Sunday, May 26, 2013

Venice: Pre-Biennale - MUST SEEs – Palazzo Ducale – Manet Returns to Venice exhibition



Venice:  Pre-Biennale - MUST SEEs – Palazzo Ducale – Manet Returns to Venice exhibition. In the splendid rooms of the Palazzo Ducale, until August 18, the exhibition, Manet Returns to Venice is organized by the Fondazione Musei Civici di Venezia in collaboration with the Musée D’Orsay in Paris, it is curated by Stephane Guegan, with the scientific direction of Guy Cogeval and Gabriella Belli, eighty paintings, drawings and prints, some of which have never left France before, are on show.
Above: Edouard Manet - The Grand Canal, Venice, 1874, oil on canvas. Manet was already a famous painter, in 1874, the year of the first Exhibition of Impressionist Painters,was also the year of his third voyage to Italy and of his return to Venice which he immortalized in two small canvases showing the Grand Canal. In these pictures, we seem to sense the already very modern atmosphere of the late Guardi; in the small but masterly works, which served as a model for much Venetian painting towards the end of the 19th century, the air is so transparent as to make the blues and whites of his palette dance as never before.

 

 Palazzo Ducale – Manet Returns to Venice. The exhibition arises from a need to undertake a critical survey of the cultural models that inspired the young Manet. These models, have hitherto referred almost exclusively to the influence of Spanish painting on his art, actually included much Italian Renaissance art, as the Venetian exhibition shows: alongside his masterpieces, there are a series of exceptional studies inspired by great 16th-century Venetian paintings, from Titian to Tintoretto and Lotto in particular.  The exhibition also highlights, his close links with Italy and Venice. His Le Déjeuner sur l’Herbe and Olympia (1863) are clearly variations on Titian and are both splendid examples of Manet’s links with Italian art.
Above. Edouard Manet – Olympia, 1863, oil on canvas and Titian – Venus of Urbino, 1538 oil on canvas.  The exceptional juxtaposition of Titan’s Venus of Urbino and Manet’s Olympia highlights the special role that 16th century Venetian painting had on Manet.


 
Edouard Manet – The Fifer, 1866, oil on canvas.

 
Palazzo Ducale – Manet Returns to Venice.  Between Music and Theatre room.  

 
Edouard Manet – Masked Ball at the Opera, 1873-1874, oil on canvas.  In Manet’s famous Masked Ball at the Opera, which was rejected that same year by the jury of the Parisian Salon, appears the same dance of masked lovers and ambiguous players that he must have known through the work of the Venetian Pietro Longhi.

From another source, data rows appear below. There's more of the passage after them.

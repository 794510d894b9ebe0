//! Values feeding the filter bars.

use std::sync::Arc;

use chrono::NaiveDate;
use itertools::Itertools;
use socialspot_data::Item;

use super::{SearchQuery, run_pipeline};

/// Distinct display categories, sorted.
pub fn unique_categories(items: &[Arc<Item>]) -> Vec<String> {
    items
        .iter()
        .filter_map(|item| item.display_category.clone())
        .filter(|c| !c.is_empty())
        .sorted()
        .dedup()
        .collect()
}

/// Distinct event types, sorted.
pub fn unique_event_types(items: &[Arc<Item>]) -> Vec<String> {
    items
        .iter()
        .filter_map(|item| item.event_type.clone())
        .filter(|t| !t.is_empty())
        .sorted()
        .dedup()
        .collect()
}

/// Size of the result set `query` would produce.
pub fn filtered_count(items: &[Arc<Item>], query: &SearchQuery, today: NaiveDate) -> usize {
    run_pipeline(items, query, today).len()
}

Palazzo Ducale – Manet Returns to Venice.  Eduoard Manet – Portrait of Emile Zola, 1868, oil on canvas and Lorenzo Lotto – Portrait of a young Gentleman in his Study, 1530c., oil on canvas.

 
Palazzo Ducale – Manet Returns to Venice.  Eduoard Manet – On the Beach, 1873, oil on canvas. Painted during a holiday at the sea, it shows Suzanne from behind, absorbed in reading, and Manet’s brother Eugene in the same position he was portrayed ten years earlier in the Dejeuner.  Both turn their backs to the observer and seem isolated in their thoughts.  The painting, although painted outside, is a long way from the Impressionist spirit.  The composition refers to Andrea del Sarto’s Madonna del Sacco; carefully copied earlier in 1857.


 
Palazzo Ducale – Manet Returns to Venice.  Eduoard Manet – At the cafe, Study of Legs, 1880, watercolor on squared paper.


Palazzo Ducale – Manet Returns to Venice.  Eduoard Manet Berthe Morisot with a Bouquet of Violets.  This is one of the four portraits of Berthe and one of his masterpieces.  Here the intense, lateral light combines with the virtuoso use of blacks.  The painting also heralds the pastels of the following years, linked to the representation of Parisian fashion of the time.


 
Palazzo Ducale – Manet Returns to Venice.  Eduoard ManetThe Lemon, 1880-1881, oil on canvas.